[ad_1]

« Je ne voulais pas rester sur cette image » : voilà ce que répond Frédéric Brigand lorsqu’on lui demande pourquoi il a eu envie de relancer Visit Europe. Il faut dire qu’il connaît bien la maison : il y a passé 32 ans jusqu’à la faillite du voyagiste, dans le sillage de sa maison mère, Travel Europe. Attaché « à la marque, aux fournisseurs et aux équipes », Frédéric Brigand a utilisé ses indemnités de licenciement pour la racheter, ainsi que le nom de domaine de Visit Europe.
C’est le début de l’aventure entrepreneuriale. « Avec ses bons moments, ses doutes et ses imprévus », raconte Frédéric Brigand. Mais aussi un budget très resserré. « Nous louons un espace de coworking, à Paris. Il était indispensable qu’on puisse se retrouver ensemble », justifie Frédéric Brigand. « Nous », c’est donc lui, Cristina Pierrotti et Marie-Laure Briche, deux anciennes salariées avec, toutefois, beaucoup moins d’ancienneté.
Des produits très « Visit Europe »
Ensemble, ils s’attèlent au plus important : remettre sur le marché des produits siglés Visit Europe. « Nous avons recontacté nos fournisseurs. Ils jouent le jeu et sont heureux de nous voir relancer la marque », assure Cristina Pierotti. Certains anciens bureaux à destination, auparavant propriétés de Travel Europe, recommencent même à travailler avec le voyagiste renaissant.
Côté production, Visit Europe mise sur… ce qui a fait l’ADN de Visit Europe. « Nous commercialisons 10 Réveillons, une vingtaine de produits en Orient, et une quarantaine de circuits et autotours en Europe », détaille Marie-Laure Briche. Avec une promesse qui peut « nous distinguer de la concurrence : les départs garantis, sur toutes nos dates, dès deux participants inscrits », estime Frédéric Brigand.
« L’idéal serait qu’un petit réseau nous tende la main »
Le voyagiste a changé de prestataire technologique pour des questions de coût, et travaillera avec SpeedMedia/Resaneo. Reste désormais à faire parler de ce retour auprès des agences de voyages. « Nous avons fait le maximum en y mettant toute notre envie, en montant une production. Si les agences de voyages jouent le jeu, on ne peut que réussir la relance de Visit Europe », assure, confiant, Frédéric Brigand.
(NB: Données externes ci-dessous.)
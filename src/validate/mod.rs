//! Parse JSON and JSON Lines documents and diagnose whatever fails.

use crate::analyzer::{ErrorAnalyzer, ErrorMatch};
use crate::error::DoctorError;
use serde::Serialize;
use std::fs;
use std::path::{Path, PathBuf};
use tracing::{debug, warn};
use walkdir::WalkDir;

const BOM: char = '\u{feff}';
const DOCUMENT_PATTERNS: [&str; 3] = ["*.json", "*.jsonl", "*.ndjson"];

#[derive(Debug, Clone, Copy, PartialEq, Eq, Serialize)]
#[serde(rename_all = "lowercase")]
pub enum DocumentFormat {
    Json,
    Jsonl,
}

impl DocumentFormat {
    pub fn from_path(path: &Path) -> Self {
        match path.extension().and_then(|ext| ext.to_str()) {
            Some(ext) if ext.eq_ignore_ascii_case("jsonl") || ext.eq_ignore_ascii_case("ndjson") => {
                DocumentFormat::Jsonl
            }
            _ => DocumentFormat::Json,
        }
    }
}

/// A parse failure with its position in the checked document.
#[derive(Debug, Clone, PartialEq, Serialize)]
pub struct SyntaxError {
    pub message: String,
    pub line: usize,
    pub column: usize,
}

impl SyntaxError {
    fn from_json(error: &serde_json::Error, line_offset: usize) -> Self {
        let line = error.line();
        // serde_json reports line 0 when it has no position.
        let message = if line == 0 {
            error.to_string()
        } else {
            format!(
                "{} at line {} column {}",
                error_code_text(error),
                line + line_offset,
                error.column()
            )
        };

        Self {
            message,
            line: line + line_offset,
            column: error.column(),
        }
    }

    /// Error for a document that starts with U+FEFF.
    ///
    /// This is not a parse failure: the rest of the document is still parsed
    /// after the mark is stripped. JSON text must not begin with a byte order
    /// mark, so a document carrying one is reported as invalid even when
    /// nothing else is wrong with it, and `check` exits with status 1.
    fn byte_order_mark() -> Self {
        Self {
            message: "unexpected byte order mark (BOM) at line 1 column 1".to_string(),
            line: 1,
            column: 1,
        }
    }
}

/// Text of a `serde_json::Error` without its " at line N column M" suffix.
fn error_code_text(error: &serde_json::Error) -> String {
    let text = error.to_string();
    match text.rfind(" at line ") {
        Some(index) => text[..index].to_string(),
        None => text,
    }
}

/// One invalid document (or JSON Lines record) and what the analyzer made of it.
#[derive(Debug, Clone, Serialize)]
#[serde(rename_all = "camelCase")]
pub struct Diagnosis {
    pub source: String,
    pub format: DocumentFormat,
    pub error: SyntaxError,
    pub matches: Vec<ErrorMatch>,
}

pub struct Validator<'a> {
    analyzer: &'a ErrorAnalyzer,
    suggest_fixes: bool,
}

impl<'a> Validator<'a> {
    pub fn new(analyzer: &'a ErrorAnalyzer) -> Self {
        Self {
            analyzer,
            suggest_fixes: true,
        }
    }

    pub fn suggest_fixes(mut self, enabled: bool) -> Self {
        self.suggest_fixes = enabled;
        self
    }

    /// Check one document held in memory. An empty result means it parsed.
    pub fn check_str(&self, source: &str, text: &str, format: DocumentFormat) -> Vec<Diagnosis> {
        let mut diagnoses = Vec::new();

        let text = match text.strip_prefix(BOM) {
            Some(rest) => {
                diagnoses.push(self.diagnose(source, format, SyntaxError::byte_order_mark(), text));
                rest
            }
            None => text,
        };

        match format {
            DocumentFormat::Json => {
                if let Err(e) = serde_json::from_str::<serde_json::Value>(text) {
                    let error = SyntaxError::from_json(&e, 0);
                    diagnoses.push(self.diagnose(source, format, error, text));
                }
            }
            DocumentFormat::Jsonl => {
                for (index, line) in text.lines().enumerate() {
                    if line.trim().is_empty() {
                        continue;
                    }
                    if let Err(e) = serde_json::from_str::<serde_json::Value>(line) {
                        let error = SyntaxError::from_json(&e, index);
                        diagnoses.push(self.diagnose(source, format, error, line));
                    }
                }
            }
        }

        debug!(source, problems = diagnoses.len(), "checked document");
        diagnoses
    }

    /// Like [`Validator::check_str`], but reports invalid UTF-8 as a diagnosis.
    pub fn check_bytes(&self, source: &str, bytes: &[u8], format: DocumentFormat) -> Vec<Diagnosis> {
        match std::str::from_utf8(bytes) {
            Ok(text) => self.check_str(source, text, format),
            Err(e) => {
                let prefix = String::from_utf8_lossy(&bytes[..e.valid_up_to()]);
                let line = prefix.matches('\n').count() + 1;
                let column = prefix.rsplit('\n').next().map_or(0, |l| l.chars().count()) + 1;
                let error = SyntaxError {
                    message: format!("invalid UTF-8 at line {} column {}: {}", line, column, e),
                    line,
                    column,
                };
                vec![self.diagnose(source, format, error, &String::from_utf8_lossy(bytes))]
            }
        }
    }

    pub fn check_path(&self, path: &Path) -> Result<Vec<Diagnosis>, DoctorError> {
        let bytes = fs::read(path).map_err(|e| DoctorError::ReadError {
            path: path.to_path_buf(),
            message: e.to_string(),
        })?;
        let source = path.display().to_string();
        Ok(self.check_bytes(&source, &bytes, DocumentFormat::from_path(path)))
    }

    fn diagnose(&self, source: &str, format: DocumentFormat, error: SyntaxError, content: &str) -> Diagnosis {
        let content = self.suggest_fixes.then_some(content);
        let matches = self.analyzer.analyze_error(&error.message, content);
        Diagnosis {
            source: source.to_string(),
            format,
            error,
            matches,
        }
    }
}

/// Expand `paths` into the list of documents to check.
///
/// Files are taken as given; directories are walked recursively and only
/// `.json`, `.jsonl` and `.ndjson` files inside them are kept.
pub fn collect_files(paths: &[PathBuf]) -> Result<Vec<PathBuf>, DoctorError> {
    let patterns: Vec<glob::Pattern> = DOCUMENT_PATTERNS
        .iter()
        .filter_map(|pattern| glob::Pattern::new(pattern).ok())
        .collect();
    let mut files = Vec::new();

    for path in paths {
        if !path.is_dir() {
            if !path.exists() {
                return Err(DoctorError::ReadError {
                    path: path.clone(),
                    message: "no such file or directory".to_string(),
                });
            }
            files.push(path.clone());
            continue;
        }

        for entry in WalkDir::new(path).sort_by_file_name() {
            let entry = match entry {
                Ok(entry) => entry,
                Err(e) => {
                    warn!(error = %e, "skipping unreadable entry");
                    continue;
                }
            };
            if !entry.file_type().is_file() {
                continue;
            }

            let is_document = {
                let name = entry.file_name().to_string_lossy();
                patterns.iter().any(|pattern| pattern.matches(&name))
            };
            if is_document {
                files.push(entry.into_path());
            }
        }
    }

    Ok(files)
}
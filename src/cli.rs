//! The `json-doctor` command line: argument definitions and subcommand dispatch.

use crate::analyzer::ErrorAnalyzer;
use crate::catalog::{Category, ErrorGuideItem};
use crate::config::{self, Config};
use crate::error::DoctorError;
use crate::report::{limit_matches, Renderer};
use crate::validate::{collect_files, Diagnosis, DocumentFormat, Validator};
use anyhow::Result;
use clap::{Parser, Subcommand};
use colored::*;
use serde::Serialize;
use std::fs;
use std::io::{self, Read, Write};
use std::path::{Path, PathBuf};
use tracing::warn;

/// Every document parsed and nothing else went wrong.
pub const EXIT_OK: u8 = 0;
/// `check` found at least one invalid document.
pub const EXIT_INVALID: u8 = 1;
/// Bad arguments, unreadable input, unknown ids, broken config.
pub const EXIT_FAILURE: u8 = 2;

#[derive(Parser, Debug)]
#[command(name = "json-doctor", version, about = "Explains JSON and JSONL parse errors")]
pub struct Cli {
    /// Config file to use instead of the default location
    #[arg(long, global = true)]
    pub config: Option<PathBuf>,

    /// Disable colored output
    #[arg(long, global = true)]
    pub no_color: bool,

    /// Increase log verbosity (-v, -vv, -vvv)
    #[arg(short, long, global = true, action = clap::ArgAction::Count)]
    pub verbose: u8,

    #[command(subcommand)]
    pub command: Command,
}

#[derive(Subcommand, Debug)]
pub enum Command {
    /// Explain a parser error message
    Analyze {
        message: String,
        /// The JSON text that failed to parse
        #[arg(long, conflicts_with = "file")]
        content: Option<String>,
        /// Read the JSON text that failed to parse from a file
        #[arg(long)]
        file: Option<PathBuf>,
        #[arg(long)]
        json: bool,
        /// Maximum number of matches to show
        #[arg(long)]
        limit: Option<usize>,
    },
    /// Parse documents and explain every error found
    Check {
        /// Files or directories; reads stdin when omitted
        paths: Vec<PathBuf>,
        /// Treat stdin as JSON Lines
        #[arg(long)]
        jsonl: bool,
        #[arg(long)]
        json: bool,
    },
    /// List error guides
    Guides {
        #[arg(long)]
        category: Option<String>,
        #[arg(long)]
        search: Option<String>,
        #[arg(long)]
        json: bool,
    },
    /// Show one error guide with its related errors
    Show {
        id: String,
        #[arg(long)]
        json: bool,
    },
    /// Write the default config file
    InitConfig,
}

#[derive(Serialize)]
struct GuideDetail<'a> {
    guide: &'a ErrorGuideItem,
    related: &'a [&'a ErrorGuideItem],
}

/// Run a parsed command line, writing its report to `out`, and return the exit status.
///
/// Failures are printed to stderr and turn into [`EXIT_FAILURE`].
pub fn execute<W: Write>(cli: Cli, out: &mut W) -> u8 {
    match run(cli, out) {
        Ok(status) => status,
        Err(e) => {
            eprintln!("{}: {:#}", "Error".red().bold(), e);
            EXIT_FAILURE
        }
    }
}

fn run<W: Write>(cli: Cli, out: &mut W) -> Result<u8> {
    let config_path = match cli.config {
        Some(path) => path,
        None => config::get_config_path()?,
    };

    if let Command::InitConfig = cli.command {
        return init_config(&config_path, out);
    }

    let mut config = Config::load_or_default(&config_path)?;
    if cli.no_color || !config.display.color_output {
        colored::control::set_override(false);
    }

    let analyzer = ErrorAnalyzer::new();
    let renderer = Renderer::from_config(&config.display);

    match cli.command {
        Command::Analyze {
            message,
            content,
            file,
            json,
            limit,
        } => {
            let content = match file {
                Some(path) => Some(fs::read_to_string(&path).map_err(|e| DoctorError::ReadError {
                    path,
                    message: e.to_string(),
                })?),
                None => content,
            };
            if let Some(limit) = limit {
                config.analysis.max_results = limit;
            }

            let content = content.as_deref().filter(|_| config.analysis.suggest_fixes);
            let matches = limit_matches(analyzer.analyze_error(&message, content), &config.analysis);

            if json {
                writeln!(out, "{}", serde_json::to_string_pretty(&matches)?)?;
            } else {
                write!(out, "{}", renderer.matches(&matches))?;
            }
        }
        Command::Check { paths, jsonl, json } => {
            let validator = Validator::new(&analyzer).suggest_fixes(config.analysis.suggest_fixes);

            let (diagnoses, failures) = if paths.is_empty() {
                let mut input = Vec::new();
                io::stdin().read_to_end(&mut input)?;
                let format = if jsonl {
                    DocumentFormat::Jsonl
                } else {
                    DocumentFormat::Json
                };
                (validator.check_bytes("<stdin>", &input, format), Vec::new())
            } else {
                check_paths(&validator, &paths)
            };

            if json {
                writeln!(out, "{}", serde_json::to_string_pretty(&diagnoses)?)?;
            } else {
                if diagnoses.is_empty() && failures.is_empty() {
                    writeln!(out, "{}", "No problems found".green().bold())?;
                } else {
                    write!(out, "{}", renderer.diagnoses(&diagnoses, &config.analysis))?;
                }
                for failure in &failures {
                    writeln!(out, "{}: {}", "error".red().bold(), failure)?;
                }
            }

            if !failures.is_empty() {
                return Ok(EXIT_FAILURE);
            }
            if !diagnoses.is_empty() {
                return Ok(EXIT_INVALID);
            }
        }
        Command::Guides {
            category,
            search,
            json,
        } => {
            let mut guides = match category {
                Some(name) => analyzer.error_guides_by_category(name.parse::<Category>()?),
                None => analyzer.all_error_guides().iter().collect(),
            };
            if let Some(query) = search {
                let found = analyzer.search_error_guides(&query);
                guides.retain(|guide| found.iter().any(|f| f.id == guide.id));
            }

            if json {
                writeln!(out, "{}", serde_json::to_string_pretty(&guides)?)?;
            } else {
                write!(out, "{}", renderer.guide_list(&guides))?;
            }
        }
        Command::Show { id, json } => {
            let guide = analyzer
                .error_guide_by_id(&id)
                .ok_or(DoctorError::UnknownGuide(id.clone()))?;
            let related = analyzer.related_errors(&id);

            if json {
                let detail = GuideDetail {
                    guide,
                    related: &related,
                };
                writeln!(out, "{}", serde_json::to_string_pretty(&detail)?)?;
            } else {
                write!(out, "{}", renderer.guide(guide, &related))?;
            }
        }
        Command::InitConfig => return init_config(&config_path, out),
    }

    Ok(EXIT_OK)
}

/// Check every document under `paths`. A path that cannot be read is recorded
/// and skipped so the remaining documents are still reported.
fn check_paths(validator: &Validator<'_>, paths: &[PathBuf]) -> (Vec<Diagnosis>, Vec<DoctorError>) {
    let mut diagnoses = Vec::new();
    let mut failures = Vec::new();

    for path in paths {
        let files = match collect_files(std::slice::from_ref(path)) {
            Ok(files) => files,
            Err(e) => {
                warn!(path = %path.display(), error = %e, "skipping path");
                failures.push(e);
                continue;
            }
        };

        for file in files {
            match validator.check_path(&file) {
                Ok(found) => diagnoses.extend(found),
                Err(e) => {
                    warn!(path = %file.display(), error = %e, "skipping unreadable file");
                    failures.push(e);
                }
            }
        }
    }

    (diagnoses, failures)
}

fn init_config<W: Write>(path: &Path, out: &mut W) -> Result<u8> {
    if path.exists() {
        writeln!(out, "Config file already exists at {:?}", path)?;
    } else {
        Config::create_default(path)?;
        writeln!(out, "Created default config file at {:?}", path)?;
    }
    Ok(EXIT_OK)
}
Des agences qu’il faudra démarcher au compte-goutte compte tenu des moyens limités de la structure. « Nous allons faire jouer nos réseaux respectifs. Mais l’idéal, ça serait qu’un petit réseau nous tende la main. Notre priorité, c’est la satisfaction des clients. Les agences peuvent nous les confier sereinement, nous en prendrons soin. Nous connaissons nos fournisseurs et nos produits sur le bout des doigts. Testez-nous, et vous reviendrez », lance Frédéric Brigand.
Visit Europe n’a pas d’autre objectif que d’être « rentable » le plus rapidement possible. Ce qui lui permettrait de se projeter plus sereinement vers l’avenir avec, déjà, des idées de développement. « Nous travaillons notamment à la construction d’une offre de slow tourisme, avec voyages bas carbone, circuits en vélo électrique, etc… nous espérons la lancer dès 2026 », concluent les enthousiastes repreneurs de Visit Europe.